#### Data listing
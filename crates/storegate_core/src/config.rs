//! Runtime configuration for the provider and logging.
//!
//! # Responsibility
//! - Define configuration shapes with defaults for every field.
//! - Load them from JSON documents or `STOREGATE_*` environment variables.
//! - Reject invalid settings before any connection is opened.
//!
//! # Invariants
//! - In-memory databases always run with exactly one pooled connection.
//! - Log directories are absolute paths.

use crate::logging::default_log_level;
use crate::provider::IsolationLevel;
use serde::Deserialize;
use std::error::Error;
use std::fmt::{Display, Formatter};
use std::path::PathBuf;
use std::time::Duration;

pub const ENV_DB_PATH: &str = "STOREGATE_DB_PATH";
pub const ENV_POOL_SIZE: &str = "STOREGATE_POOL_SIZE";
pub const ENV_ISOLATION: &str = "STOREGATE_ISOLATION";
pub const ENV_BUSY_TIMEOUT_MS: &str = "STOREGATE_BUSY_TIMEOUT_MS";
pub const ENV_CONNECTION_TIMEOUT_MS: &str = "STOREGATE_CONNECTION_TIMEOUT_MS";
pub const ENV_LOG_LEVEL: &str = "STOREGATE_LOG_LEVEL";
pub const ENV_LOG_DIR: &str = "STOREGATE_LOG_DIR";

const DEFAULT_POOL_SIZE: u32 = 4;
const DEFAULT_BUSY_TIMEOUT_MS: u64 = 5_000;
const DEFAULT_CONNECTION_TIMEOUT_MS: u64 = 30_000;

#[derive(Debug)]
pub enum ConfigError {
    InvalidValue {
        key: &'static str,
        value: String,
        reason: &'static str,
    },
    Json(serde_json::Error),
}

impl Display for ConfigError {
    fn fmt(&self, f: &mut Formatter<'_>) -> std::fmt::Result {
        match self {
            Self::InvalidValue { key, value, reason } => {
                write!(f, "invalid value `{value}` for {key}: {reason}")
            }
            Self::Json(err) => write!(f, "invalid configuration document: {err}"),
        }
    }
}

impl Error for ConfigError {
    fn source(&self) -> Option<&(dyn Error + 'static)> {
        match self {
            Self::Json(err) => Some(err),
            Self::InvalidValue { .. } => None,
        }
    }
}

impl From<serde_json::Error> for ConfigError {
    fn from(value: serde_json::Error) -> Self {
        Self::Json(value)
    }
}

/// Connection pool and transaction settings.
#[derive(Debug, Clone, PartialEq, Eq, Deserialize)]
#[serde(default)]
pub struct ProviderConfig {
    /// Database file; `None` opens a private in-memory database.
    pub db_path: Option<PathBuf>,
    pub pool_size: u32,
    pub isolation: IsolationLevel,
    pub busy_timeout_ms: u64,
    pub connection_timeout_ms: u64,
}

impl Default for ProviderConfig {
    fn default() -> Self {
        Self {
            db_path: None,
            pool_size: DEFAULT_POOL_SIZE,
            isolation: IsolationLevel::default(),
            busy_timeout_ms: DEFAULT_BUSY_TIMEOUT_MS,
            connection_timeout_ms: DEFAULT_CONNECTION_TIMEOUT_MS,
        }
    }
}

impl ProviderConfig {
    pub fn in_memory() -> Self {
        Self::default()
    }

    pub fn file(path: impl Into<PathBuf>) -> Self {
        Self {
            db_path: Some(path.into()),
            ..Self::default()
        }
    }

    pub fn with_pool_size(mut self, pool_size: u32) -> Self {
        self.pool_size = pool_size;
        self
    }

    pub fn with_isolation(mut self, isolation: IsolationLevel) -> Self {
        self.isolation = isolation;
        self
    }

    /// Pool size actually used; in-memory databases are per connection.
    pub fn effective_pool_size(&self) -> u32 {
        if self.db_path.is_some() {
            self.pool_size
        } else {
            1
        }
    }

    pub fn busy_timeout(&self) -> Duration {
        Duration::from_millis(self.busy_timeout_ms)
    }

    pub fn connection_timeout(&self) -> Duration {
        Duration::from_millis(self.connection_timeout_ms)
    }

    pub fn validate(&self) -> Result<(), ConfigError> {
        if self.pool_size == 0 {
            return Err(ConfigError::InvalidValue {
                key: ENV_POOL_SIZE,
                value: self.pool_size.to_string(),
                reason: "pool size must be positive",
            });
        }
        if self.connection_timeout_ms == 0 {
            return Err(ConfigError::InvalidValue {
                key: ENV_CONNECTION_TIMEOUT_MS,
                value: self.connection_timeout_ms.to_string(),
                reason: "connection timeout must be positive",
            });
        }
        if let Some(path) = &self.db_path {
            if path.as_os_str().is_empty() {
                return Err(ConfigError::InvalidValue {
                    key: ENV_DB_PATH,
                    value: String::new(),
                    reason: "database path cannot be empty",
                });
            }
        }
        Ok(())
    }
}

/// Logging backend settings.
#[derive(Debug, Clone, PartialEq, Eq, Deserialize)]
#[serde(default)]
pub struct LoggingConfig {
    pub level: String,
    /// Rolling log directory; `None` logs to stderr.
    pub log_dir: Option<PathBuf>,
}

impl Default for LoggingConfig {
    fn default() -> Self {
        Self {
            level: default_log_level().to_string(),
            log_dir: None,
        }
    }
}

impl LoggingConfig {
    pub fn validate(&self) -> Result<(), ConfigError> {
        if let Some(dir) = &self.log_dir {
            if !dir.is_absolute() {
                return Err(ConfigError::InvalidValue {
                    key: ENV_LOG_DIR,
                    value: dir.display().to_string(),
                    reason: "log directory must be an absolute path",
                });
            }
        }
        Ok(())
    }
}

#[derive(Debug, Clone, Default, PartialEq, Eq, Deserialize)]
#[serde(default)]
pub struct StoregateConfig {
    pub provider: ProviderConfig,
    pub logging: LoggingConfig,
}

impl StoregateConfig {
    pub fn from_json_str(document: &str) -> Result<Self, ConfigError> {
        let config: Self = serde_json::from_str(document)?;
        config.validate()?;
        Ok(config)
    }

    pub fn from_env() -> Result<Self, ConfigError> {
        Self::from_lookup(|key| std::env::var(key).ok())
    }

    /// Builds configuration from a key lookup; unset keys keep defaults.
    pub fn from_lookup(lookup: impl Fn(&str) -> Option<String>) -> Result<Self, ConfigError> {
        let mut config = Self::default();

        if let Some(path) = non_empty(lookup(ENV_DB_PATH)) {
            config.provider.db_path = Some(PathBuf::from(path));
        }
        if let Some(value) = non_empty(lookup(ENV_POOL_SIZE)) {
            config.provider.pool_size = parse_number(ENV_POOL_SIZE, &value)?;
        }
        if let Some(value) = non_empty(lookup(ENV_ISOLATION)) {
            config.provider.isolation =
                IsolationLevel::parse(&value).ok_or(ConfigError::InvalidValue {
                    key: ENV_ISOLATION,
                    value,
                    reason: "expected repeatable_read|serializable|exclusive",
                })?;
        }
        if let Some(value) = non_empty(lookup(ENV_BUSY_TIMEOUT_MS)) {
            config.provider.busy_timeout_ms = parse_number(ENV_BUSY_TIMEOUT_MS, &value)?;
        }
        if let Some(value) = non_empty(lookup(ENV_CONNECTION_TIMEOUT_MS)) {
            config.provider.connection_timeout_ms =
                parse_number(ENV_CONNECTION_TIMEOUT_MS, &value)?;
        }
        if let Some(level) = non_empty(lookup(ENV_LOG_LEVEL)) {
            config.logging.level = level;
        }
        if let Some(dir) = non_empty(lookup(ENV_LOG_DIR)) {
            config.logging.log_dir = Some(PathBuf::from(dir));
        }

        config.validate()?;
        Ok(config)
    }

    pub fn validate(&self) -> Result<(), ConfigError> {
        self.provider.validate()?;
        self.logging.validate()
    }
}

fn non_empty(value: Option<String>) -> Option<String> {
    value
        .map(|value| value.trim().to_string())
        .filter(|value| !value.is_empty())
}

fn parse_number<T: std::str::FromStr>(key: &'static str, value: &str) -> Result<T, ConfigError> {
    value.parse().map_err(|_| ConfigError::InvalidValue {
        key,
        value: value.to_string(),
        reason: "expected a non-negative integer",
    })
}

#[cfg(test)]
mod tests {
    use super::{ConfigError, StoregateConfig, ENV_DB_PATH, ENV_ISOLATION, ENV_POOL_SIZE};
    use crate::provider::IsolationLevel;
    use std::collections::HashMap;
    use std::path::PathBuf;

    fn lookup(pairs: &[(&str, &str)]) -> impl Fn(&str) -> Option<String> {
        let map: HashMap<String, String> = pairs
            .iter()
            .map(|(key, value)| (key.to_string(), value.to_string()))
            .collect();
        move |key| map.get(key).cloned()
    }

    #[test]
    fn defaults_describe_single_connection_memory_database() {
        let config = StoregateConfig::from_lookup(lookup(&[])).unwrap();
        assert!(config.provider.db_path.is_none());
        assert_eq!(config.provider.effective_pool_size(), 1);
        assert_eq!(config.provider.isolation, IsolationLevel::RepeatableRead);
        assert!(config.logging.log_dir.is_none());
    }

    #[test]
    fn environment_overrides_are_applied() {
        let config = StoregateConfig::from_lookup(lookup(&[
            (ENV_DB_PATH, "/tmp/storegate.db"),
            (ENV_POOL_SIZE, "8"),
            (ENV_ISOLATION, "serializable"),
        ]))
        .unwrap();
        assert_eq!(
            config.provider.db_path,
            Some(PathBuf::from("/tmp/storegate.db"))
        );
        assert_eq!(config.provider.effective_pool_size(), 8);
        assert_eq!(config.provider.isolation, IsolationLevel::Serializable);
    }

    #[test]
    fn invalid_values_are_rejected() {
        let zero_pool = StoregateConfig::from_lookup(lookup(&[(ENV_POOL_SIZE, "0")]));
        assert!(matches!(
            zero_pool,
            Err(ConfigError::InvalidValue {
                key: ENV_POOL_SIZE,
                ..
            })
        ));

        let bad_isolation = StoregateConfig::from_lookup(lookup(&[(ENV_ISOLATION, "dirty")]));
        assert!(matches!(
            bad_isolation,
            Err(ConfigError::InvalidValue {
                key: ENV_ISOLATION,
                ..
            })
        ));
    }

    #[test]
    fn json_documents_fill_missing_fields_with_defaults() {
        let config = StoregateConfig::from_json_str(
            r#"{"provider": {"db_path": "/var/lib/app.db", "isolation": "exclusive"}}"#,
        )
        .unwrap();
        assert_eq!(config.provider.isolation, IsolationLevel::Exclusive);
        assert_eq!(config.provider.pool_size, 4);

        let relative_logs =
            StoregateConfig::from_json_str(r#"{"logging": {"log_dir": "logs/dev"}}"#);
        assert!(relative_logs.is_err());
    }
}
########
== Work item ==
Gather each line in these records that contains the string "Debug".

== Result for this exercise ==
#[derive(Debug)]
#[derive(Debug, Clone, PartialEq, Eq, Deserialize)]
#[derive(Debug, Clone, PartialEq, Eq, Deserialize)]
#[derive(Debug, Clone, Default, PartialEq, Eq, Deserialize)]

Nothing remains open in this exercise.